Activity: Return each line in the records below that includes "warn".

Information:

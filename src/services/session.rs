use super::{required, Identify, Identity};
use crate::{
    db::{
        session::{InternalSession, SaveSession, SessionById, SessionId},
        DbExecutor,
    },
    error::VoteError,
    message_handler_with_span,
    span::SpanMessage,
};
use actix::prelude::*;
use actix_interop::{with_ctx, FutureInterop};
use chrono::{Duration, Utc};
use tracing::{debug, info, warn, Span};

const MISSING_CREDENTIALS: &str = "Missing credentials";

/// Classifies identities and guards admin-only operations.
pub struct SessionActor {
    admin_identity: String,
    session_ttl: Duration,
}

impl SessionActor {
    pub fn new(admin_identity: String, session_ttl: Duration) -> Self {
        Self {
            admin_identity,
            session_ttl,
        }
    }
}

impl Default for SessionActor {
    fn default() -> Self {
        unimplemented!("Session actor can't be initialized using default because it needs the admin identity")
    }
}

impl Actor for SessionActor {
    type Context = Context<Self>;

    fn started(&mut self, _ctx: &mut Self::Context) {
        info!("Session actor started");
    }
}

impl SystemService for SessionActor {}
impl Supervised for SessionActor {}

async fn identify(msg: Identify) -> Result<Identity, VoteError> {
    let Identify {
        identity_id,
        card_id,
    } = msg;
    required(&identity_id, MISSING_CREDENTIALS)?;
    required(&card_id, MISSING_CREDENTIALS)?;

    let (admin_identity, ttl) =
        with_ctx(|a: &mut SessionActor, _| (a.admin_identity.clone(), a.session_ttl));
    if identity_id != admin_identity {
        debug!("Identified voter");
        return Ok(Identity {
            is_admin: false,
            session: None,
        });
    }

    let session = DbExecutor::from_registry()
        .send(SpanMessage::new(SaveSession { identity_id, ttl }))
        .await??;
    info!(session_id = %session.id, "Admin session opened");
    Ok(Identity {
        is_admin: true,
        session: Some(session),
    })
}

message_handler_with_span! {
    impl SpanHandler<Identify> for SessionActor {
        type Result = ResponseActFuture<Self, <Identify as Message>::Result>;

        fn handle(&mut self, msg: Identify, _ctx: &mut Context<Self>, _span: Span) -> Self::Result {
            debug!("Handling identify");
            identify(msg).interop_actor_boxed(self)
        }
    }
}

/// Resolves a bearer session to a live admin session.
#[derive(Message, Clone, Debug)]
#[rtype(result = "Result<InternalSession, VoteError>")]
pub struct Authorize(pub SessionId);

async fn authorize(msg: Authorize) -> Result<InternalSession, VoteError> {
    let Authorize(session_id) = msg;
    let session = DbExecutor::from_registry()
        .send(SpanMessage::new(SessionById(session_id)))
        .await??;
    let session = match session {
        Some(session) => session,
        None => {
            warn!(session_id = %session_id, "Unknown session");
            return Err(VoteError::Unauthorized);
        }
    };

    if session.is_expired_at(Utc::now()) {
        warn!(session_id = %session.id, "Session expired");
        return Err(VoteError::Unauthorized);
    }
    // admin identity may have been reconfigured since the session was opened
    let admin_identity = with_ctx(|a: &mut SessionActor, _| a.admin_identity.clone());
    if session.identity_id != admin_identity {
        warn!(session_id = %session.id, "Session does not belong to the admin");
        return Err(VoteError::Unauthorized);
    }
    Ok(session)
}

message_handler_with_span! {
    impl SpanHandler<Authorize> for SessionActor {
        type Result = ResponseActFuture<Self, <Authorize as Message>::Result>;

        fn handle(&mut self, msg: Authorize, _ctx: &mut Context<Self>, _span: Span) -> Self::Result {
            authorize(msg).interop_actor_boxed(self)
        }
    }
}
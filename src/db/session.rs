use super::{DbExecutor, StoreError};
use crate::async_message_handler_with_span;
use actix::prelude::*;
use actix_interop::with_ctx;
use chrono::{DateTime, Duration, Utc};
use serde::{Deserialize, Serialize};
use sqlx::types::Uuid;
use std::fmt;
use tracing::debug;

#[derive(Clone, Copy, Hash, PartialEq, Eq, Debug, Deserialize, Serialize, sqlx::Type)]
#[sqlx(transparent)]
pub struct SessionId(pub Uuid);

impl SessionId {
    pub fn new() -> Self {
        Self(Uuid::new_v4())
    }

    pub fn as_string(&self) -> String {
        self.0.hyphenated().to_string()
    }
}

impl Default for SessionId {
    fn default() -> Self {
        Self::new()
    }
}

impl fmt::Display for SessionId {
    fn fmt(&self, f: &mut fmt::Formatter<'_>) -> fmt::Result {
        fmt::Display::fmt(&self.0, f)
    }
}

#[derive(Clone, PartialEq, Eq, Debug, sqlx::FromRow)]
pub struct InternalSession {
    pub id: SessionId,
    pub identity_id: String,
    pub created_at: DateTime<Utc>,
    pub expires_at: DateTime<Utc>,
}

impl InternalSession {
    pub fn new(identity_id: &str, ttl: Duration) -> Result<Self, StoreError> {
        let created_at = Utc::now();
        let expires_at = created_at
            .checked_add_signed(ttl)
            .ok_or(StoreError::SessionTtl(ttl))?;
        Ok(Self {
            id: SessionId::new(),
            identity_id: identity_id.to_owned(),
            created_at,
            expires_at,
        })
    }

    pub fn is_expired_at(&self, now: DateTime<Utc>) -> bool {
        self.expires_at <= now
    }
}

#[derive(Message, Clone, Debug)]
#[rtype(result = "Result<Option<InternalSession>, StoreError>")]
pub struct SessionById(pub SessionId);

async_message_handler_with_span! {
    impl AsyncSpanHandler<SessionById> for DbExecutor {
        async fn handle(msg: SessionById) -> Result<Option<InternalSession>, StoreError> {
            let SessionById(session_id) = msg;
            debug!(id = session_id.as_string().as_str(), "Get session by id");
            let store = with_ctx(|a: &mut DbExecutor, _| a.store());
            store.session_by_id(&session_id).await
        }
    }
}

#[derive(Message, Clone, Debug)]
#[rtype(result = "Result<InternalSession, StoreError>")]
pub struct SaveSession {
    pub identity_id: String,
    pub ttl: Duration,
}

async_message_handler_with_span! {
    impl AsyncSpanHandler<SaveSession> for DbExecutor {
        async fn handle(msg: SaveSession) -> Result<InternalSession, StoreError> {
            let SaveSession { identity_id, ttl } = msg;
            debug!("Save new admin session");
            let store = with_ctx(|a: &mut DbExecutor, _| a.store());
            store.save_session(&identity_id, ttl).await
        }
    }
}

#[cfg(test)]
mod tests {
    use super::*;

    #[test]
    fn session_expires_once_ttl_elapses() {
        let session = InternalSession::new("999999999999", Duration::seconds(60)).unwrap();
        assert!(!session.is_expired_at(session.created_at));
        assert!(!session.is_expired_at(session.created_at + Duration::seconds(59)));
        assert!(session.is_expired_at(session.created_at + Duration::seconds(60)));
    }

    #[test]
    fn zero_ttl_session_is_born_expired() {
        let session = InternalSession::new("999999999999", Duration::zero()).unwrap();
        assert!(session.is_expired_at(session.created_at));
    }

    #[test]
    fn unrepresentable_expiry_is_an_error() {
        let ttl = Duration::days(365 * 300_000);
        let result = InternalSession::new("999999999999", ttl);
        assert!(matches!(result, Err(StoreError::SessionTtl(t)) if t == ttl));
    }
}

Response area:
use tracing::{debug, info, warn, Span};
            warn!(session_id = %session_id, "Unknown session");
        warn!(session_id = %session.id, "Session expired");
        warn!(session_id = %session.id, "Session does not belong to the admin");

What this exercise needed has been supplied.